The molecular nature of transducin-alpha subunits (G alpha(t)) may contribute to the distinct physiology of cone and rod photoreceptors. Biochemical properties of mammalian cone G alpha(t2) subunits and their differences with rod G alpha(t1) are largely unknown. Here, we examined properties of chimeric G alpha(t2) in comparison with its rod counterpart. The key biochemical difference between the rod- and cone-like G alpha(t), was similar to 10-fold higher intrinsic nucleotide exchange on the chimeric G alpha(t2).
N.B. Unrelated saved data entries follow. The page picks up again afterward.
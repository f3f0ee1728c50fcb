//! Attribution resolver: which keyword is this user currently attributed to

use std::sync::Arc;

use crate::keyword::UNKNOWN;
use crate::store::{EventLog, StoreResult};

/// Read-only view over the event log
#[derive(Clone)]
pub struct AttributionResolver {
    log: Arc<dyn EventLog>,
}

impl AttributionResolver {
    pub fn new(log: Arc<dyn EventLog>) -> Self {
        Self { log }
    }

    /// Keyword of the user's newest start event, `unknown` if there is none.
    ///
    /// Storage failures also degrade to `unknown`.
    pub fn resolve_last_keyword(&self, user_id: i64) -> String {
        match self.try_resolve(user_id) {
            Ok(keyword) => keyword,
            Err(err) => {
                tracing::warn!(user_id, error = %err, "attribution lookup failed, using fallback");
                UNKNOWN.to_string()
            }
        }
    }

    /// Same as `resolve_last_keyword` but surfaces storage errors
    pub fn try_resolve(&self, user_id: i64) -> StoreResult<String> {
        let keyword = self
            .log
            .latest_start(user_id)?
            .map(|event| event.keyword)
            .filter(|kw| !kw.trim().is_empty())
            .unwrap_or_else(|| UNKNOWN.to_string());
        Ok(keyword)
    }
}
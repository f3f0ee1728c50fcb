//! SQLite schema definition
//!
//! Two logical tables:
//! - identities: one row per platform user, overwritten on every touch
//! - attribution_events: append-only start/click ledger

pub const SCHEMA: &str = r#"
-- ============================================
-- IDENTITIES
-- ============================================

CREATE TABLE IF NOT EXISTS identities (
    user_id INTEGER PRIMARY KEY,           -- Platform user id
    username TEXT,                         -- NULL when the user has none
    first_name TEXT,
    last_name TEXT,
    first_seen_at TEXT NOT NULL,           -- RFC 3339, set once on insert
    last_touched_at TEXT NOT NULL          -- RFC 3339, overwritten on every upsert
);

-- ============================================
-- ATTRIBUTION EVENTS
-- ============================================

-- No foreign key to identities: an event must land even when the
-- identity upsert for the same interaction failed.
CREATE TABLE IF NOT EXISTS attribution_events (
    id INTEGER PRIMARY KEY AUTOINCREMENT,  -- Strictly increasing, defines "most recent"
    occurred_at TEXT NOT NULL,             -- RFC 3339
    event_type TEXT NOT NULL CHECK (event_type IN ('start', 'click')),
    keyword TEXT NOT NULL,
    user_id INTEGER NOT NULL,
    chat_id INTEGER NOT NULL
);

-- ============================================
-- INDEXES
-- ============================================

CREATE INDEX IF NOT EXISTS idx_events_user ON attribution_events(user_id);
CREATE INDEX IF NOT EXISTS idx_events_user_type ON attribution_events(user_id, event_type, id DESC);
CREATE INDEX IF NOT EXISTS idx_events_keyword ON attribution_events(keyword);
"#;
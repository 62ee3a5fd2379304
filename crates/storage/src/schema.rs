use rusqlite::Connection;

use crate::error::StorageError;

pub const SCHEMA_VERSION: i32 = 1;

pub fn init_schema(conn: &Connection) -> Result<(), StorageError> {
    conn.execute_batch(
        "
        PRAGMA journal_mode = WAL;
        PRAGMA synchronous = NORMAL;
        PRAGMA busy_timeout = 5000;
    ",
    )?;
    conn.execute_batch(SCHEMA_SQL)?;
    Ok(())
}

const SCHEMA_SQL: &str = "
CREATE TABLE IF NOT EXISTS schema_version (
    version INTEGER PRIMARY KEY,
    applied_at INTEGER NOT NULL
);
INSERT OR IGNORE INTO schema_version (version, applied_at) VALUES (1, unixepoch());

CREATE TABLE IF NOT EXISTS slots (
    key TEXT PRIMARY KEY,
    value BLOB NOT NULL,
    checksum BLOB NOT NULL CHECK (length(checksum) = 32),
    updated_at INTEGER NOT NULL DEFAULT (CAST(unixepoch('now','subsec') * 1000 AS INTEGER))
);
";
Presented mutational analysis suggests that weaker interdomain interactions between the GTPase (Ras-like) domain and the helical domain in G alpha(t2) are in part responsible for its increased spontaneous nucleotide exchange. However, the rates of R*-dependent nucleotide exchange of chimeric G alpha(t2) and G alpha(t1) were equivalent. Furthermore, chimeric G alpha(t2) and G alpha(t1) exhibited similar rates of intrinsic GTPase activity as well as similar acceleration of GTP hydrolysis by the RGS domain of RGS9. Our results suggest that the activation and inactivation properties of cone and rod G alpha(t) subunits in an in vitro reconstituted system are comparable.